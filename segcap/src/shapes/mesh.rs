use std::sync::Arc;

use super::{Shape, Triangle};
use crate::{
    math::{Point3, Transform, Vec3},
    scene::{ObjectId, SceneError},
};

// Based on Physically Based Rendering 3rd ed.
// http://www.pbr-book.org/3ed-2018/Shapes/Triangle_Meshes.html

/// Stores the geometry data of a triangle mesh
pub struct Mesh {
    /// Triangle vertex indices stored as triplets
    pub indices: Vec<usize>,
    /// Points in world space
    pub points: Vec<Point3<f32>>,
}

impl Mesh {
    /// Creates a new `Mesh`, moving `points` to world space.
    pub fn new(
        object_to_world: &Transform<f32>,
        indices: Vec<usize>,
        mut points: Vec<Point3<f32>>,
    ) -> Result<Self, SceneError> {
        if indices.len() % 3 != 0 {
            return Err(SceneError::InvalidShape(format!(
                "Mesh index count {} is not a multiple of 3",
                indices.len()
            )));
        }
        if let Some(&i) = indices.iter().find(|&&i| i >= points.len()) {
            return Err(SceneError::InvalidShape(format!(
                "Mesh index {} out of range for {} points",
                i,
                points.len()
            )));
        }

        for p in &mut points {
            *p = object_to_world * *p;
        }

        Ok(Self { indices, points })
    }

    /// Creates an axis-aligned box in object space, 12 triangles wound counter clockwise.
    pub fn cuboid(
        object_to_world: &Transform<f32>,
        center: Point3<f32>,
        size: Vec3<f32>,
    ) -> Result<Self, SceneError> {
        if size.x < 0.0 || size.y < 0.0 || size.z < 0.0 {
            return Err(SceneError::InvalidShape(format!(
                "Cuboid with negative size {:?}",
                size
            )));
        }

        let h = size / 2.0;
        // Corner i has +x if bit 0 is set, +y for bit 1 and +z for bit 2
        let points = (0..8)
            .map(|i| {
                let sign = |bit: usize| if i & bit != 0 { 1.0 } else { -1.0 };
                center + Vec3::new(h.x * sign(1), h.y * sign(2), h.z * sign(4))
            })
            .collect();
        #[rustfmt::skip]
        let indices = vec![
            0, 2, 3, 0, 3, 1, // -z
            4, 5, 7, 4, 7, 6, // +z
            0, 4, 6, 0, 6, 2, // -x
            1, 3, 7, 1, 7, 5, // +x
            0, 1, 5, 0, 5, 4, // -y
            2, 6, 7, 2, 7, 3, // +y
        ];

        Self::new(object_to_world, indices, points)
    }

    /// Creates a planar quad from four corners given in order around its edge.
    pub fn quad(
        object_to_world: &Transform<f32>,
        corners: [Point3<f32>; 4],
    ) -> Result<Self, SceneError> {
        Self::new(object_to_world, vec![0, 1, 2, 0, 2, 3], corners.to_vec())
    }

    /// Splits the mesh into [Triangle] shapes that belong to `object`.
    pub fn triangles(self: &Arc<Self>, object: ObjectId) -> Vec<Arc<dyn Shape>> {
        (0..self.indices.len())
            .step_by(3)
            .map(|v0| Arc::new(Triangle::new(Arc::clone(self), v0, object)) as Arc<dyn Shape>)
            .collect()
    }
}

□ □ □

*What the exercise asks*
The data must be transcribed in full. Every word stays the same.

*Written solution*
filename segcap/src/shapes/mesh.rs
use std::sync::Arc;

use super::{Shape, Triangle};
use crate::{
    math::{Point3, Transform, Vec3},
    scene::{ObjectId, SceneError},
};

// Based on Physically Based Rendering 3rd ed.
// http://www.pbr-book.org/3ed-2018/Shapes/Triangle_Meshes.html

/// Stores the geometry data of a triangle mesh
pub struct Mesh {
    /// Triangle vertex indices stored as triplets
    pub indices: Vec<usize>,
    /// Points in world space
    pub points: Vec<Point3<f32>>,
}

impl Mesh {
    /// Creates a new `Mesh`, moving `points` to world space.
    pub fn new(
        object_to_world: &Transform<f32>,
        indices: Vec<usize>,
        mut points: Vec<Point3<f32>>,
    ) -> Result<Self, SceneError> {
        if indices.len() % 3 != 0 {
            return Err(SceneError::InvalidShape(format!(
                "Mesh index count {} is not a multiple of 3",
                indices.len()
            )));
        }
        if let Some(&i) = indices.iter().find(|&&i| i >= points.len()) {
            return Err(SceneError::InvalidShape(format!(
                "Mesh index {} out of range for {} points",
                i,
                points.len()
            )));
        }

        for p in &mut points {
            *p = object_to_world * *p;
        }

        Ok(Self { indices, points })
    }

    /// Creates an axis-aligned box in object space, 12 triangles wound counter clockwise.
    pub fn cuboid(
        object_to_world: &Transform<f32>,
        center: Point3<f32>,
        size: Vec3<f32>,
    ) -> Result<Self, SceneError> {
        if size.x < 0.0 || size.y < 0.0 || size.z < 0.0 {
            return Err(SceneError::InvalidShape(format!(
                "Cuboid with negative size {:?}",
                size
            )));
        }

        let h = size / 2.0;
        // Corner i has +x if bit 0 is set, +y for bit 1 and +z for bit 2
        let points = (0..8)
            .map(|i| {
                let sign = |bit: usize| if i & bit != 0 { 1.0 } else { -1.0 };
                center + Vec3::new(h.x * sign(1), h.y * sign(2), h.z * sign(4))
            })
            .collect();
        #[rustfmt::skip]
        let indices = vec![
            0, 2, 3, 0, 3, 1, // -z
            4, 5, 7, 4, 7, 6, // +z
            0, 4, 6, 0, 6, 2, // -x
            1, 3, 7, 1, 7, 5, // +x
            0, 1, 5, 0, 5, 4, // -y
            2, 6, 7, 2, 7, 3, // +y
        ];

        Self::new(object_to_world, indices, points)
    }

    /// Creates a planar quad from four corners given in order around its edge.
    pub fn quad(
        object_to_world: &Transform<f32>,
        corners: [Point3<f32>; 4],
    ) -> Result<Self, SceneError> {
        Self::new(object_to_world, vec![0, 1, 2, 0, 2, 3], corners.to_vec())
    }

    /// Splits the mesh into [Triangle] shapes that belong to `object`.
    pub fn triangles(self: &Arc<Self>, object: ObjectId) -> Vec<Arc<dyn Shape>> {
        (0..self.indices.len())
            .step_by(3)
            .map(|v0| Arc::new(Triangle::new(Arc::clone(self), v0, object)) as Arc<dyn Shape>)
            .collect()
    }
}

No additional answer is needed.